Hydro One and Alectra Hamilton Grid Upgrades will modernize electricity infrastructure with new transformers, protection devices, transmission and distribution improvements, tree trimming, pole replacements, and line refurbishments to boost reliability and reduce outages across region.

 

Key Points

A $250M plan to modernize Hamilton transmission and distribution, reducing outages and improving reliability by 2022.

✅ New transformers and protection devices to cut outages

✅ Refurbished 1915 line powering Hamilton West Mountain

✅ Tree trimming and pole replacements across 1,260 km

 

Hydro One Networks Inc. (Hydro One), Ontario's largest electricity transmission and distribution company whose delivery rates recently increased, and Alectra Utilities have announced they expect to complete approximately $250 million of work in the Hamilton area by 2022 to upgrade local electricity infrastructure and improve service reliability.

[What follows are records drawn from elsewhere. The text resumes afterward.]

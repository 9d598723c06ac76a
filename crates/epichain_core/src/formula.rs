//! LaTeX markup for the transition equation shown above the chart.

use crate::model::{CompartmentOrder, ModelParameters};

/// Formats a probability as a percentage with at most two decimals, e.g. `0.125` -> `12.5`.
pub fn format_percent(probability: f64) -> String {
    let rounded = (probability * 100.0 * 100.0).round() / 100.0;
    if rounded == 0.0 {
        // Avoids printing "-0".
        return "0".to_string();
    }
    let text = format!("{rounded:.2}");
    text.trim_end_matches('0').trim_end_matches('.').to_string()
}

fn row_vector(symbols: [&str; 2], subscript: &str) -> String {
    format!(
        "\\begin{{bmatrix}} {}_{{{subscript}}} & {}_{{{subscript}}} \\end{{bmatrix}}",
        symbols[0], symbols[1]
    )
}

/// Renders `x_d = x_0 M^d` for the current parameters.
///
/// Symbols are `I` (infected) and `H` (healthy/recovered), ordered to match the state slots.
pub fn transition_formula(params: &ModelParameters, order: CompartmentOrder) -> String {
    let symbols = match order {
        CompartmentOrder::InfectedFirst => ["I", "H"],
        CompartmentOrder::HealthyFirst => ["H", "I"],
    };
    let p = params.infection_probability;
    let r = params.recovery_probability;
    let days = params.days.to_string();
    format!(
        "{} = {} \\begin{{bmatrix}} {}\\% & {}\\% \\\\ {}\\% & {}\\% \\end{{bmatrix}}^{{{}}}",
        row_vector(symbols, &days),
        row_vector(symbols, "0"),
        format_percent(1.0 - p),
        format_percent(p),
        format_percent(r),
        format_percent(1.0 - r),
        days
    )
}
pub mod analysis;
pub mod config;
pub mod error;
pub mod formula;
pub mod matrix;
pub mod model;
pub mod solvers;
/// The `epichain_core` crate provides the computational engine behind the Epichain widget.
/// It models a population split between two compartments (infected and healthy/recovered)
/// evolving under a time-homogeneous two-state Markov chain.
///
/// Key components:
/// - **Traits**: `Scalar` (numeric type abstraction), `DynamicalSystem` (maps), `Steppable` (steppers).
/// - **Matrix**: A fixed-size `Matrix2` with multiplication and exponentiation by squaring.
/// - **Model**: `TransitionModel` computing the state on any day as `x0 * M^d`, with a conservation check.
/// - **Widget**: The presentation state object and the renderer traits it pushes chart and formula data to.
pub mod traits;
pub mod widget;

pub use error::ModelError;
pub use model::{CompartmentOrder, DayState, ModelParameters, TransitionModel};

As part of these plans to strengthen the electricity grid in the Hamilton region, where utilities must adapt to climate change pressures, investments are expected to include:

installing quieter, more efficient transformers in four stations across Hamilton to assist in reducing the number of outages;
replacing protection and switching devices across the city to shorten outage restoration times, reflecting how transmission line work underpins reliability;
refurbishing a power line originally installed in 1915 that is critical to powering the Hamilton West Mountain area; and,
trimming hazardous trees across more than 1,260 km of overhead powerlines and replacing more than 270 poles.
Hydro One will be working with Alectra Utilities to replace aging infrastructure at Elgin transmission station.

"A loss of power grinds life to a halt, impacting businesses, families and productivity. That's why Hydro One is partnering with Alectra Utilities to support a growing local economy in Hamilton, while improving power reliability for its residents," said Jason Fitzsimmons, Chief Corporate Affairs and Customer Care Officer. "Replacing aging infrastructure and modernizing equipment is part of our plan to build a stronger, safer and more reliable electricity system for Ontario now and into the future." 

"Partnering with Hydro One to invest in our local community will create a safer, more resilient and reliable system for the future," said Max Cananzi, President, Alectra Utilities.  "In addition to investments in the transmission system, Alectra Utilities also plans to invest $235 million over the next five years to renew, upgrade and connect customers to the electrical distribution and supporting systems in Hamilton. Investments in the transmission and distribution systems in Hamilton will contribute to the long-term sustainability of our communities."

"I am pleased to see Hydro One and Alectra investing in modernizing local electricity infrastructure and improving reliability," said Member of Provincial Parliament, Donna Skelly.  "Safe and reliable power is essential to supporting local families, businesses and our community."

Across Ontario, First Nations call for action on urgently needed transmission lines highlight the importance of timely grid investments.

Hydro One's investments included in this announcement are captured in its previously disclosed future capital expenditures, amid proposed projects like the Meaford hydro project across Ontario.

Much of Hydro One's electricity system was built in the 1950s, and replacing aging assets is critical as delays affecting a cross-border transmission line elsewhere have shown. Its three-year, $5 billion investment plan supports safe and reliable power to communities across Ontario, and strong regulatory oversight illustrated by the ATCO Electric penalty helps maintain public trust.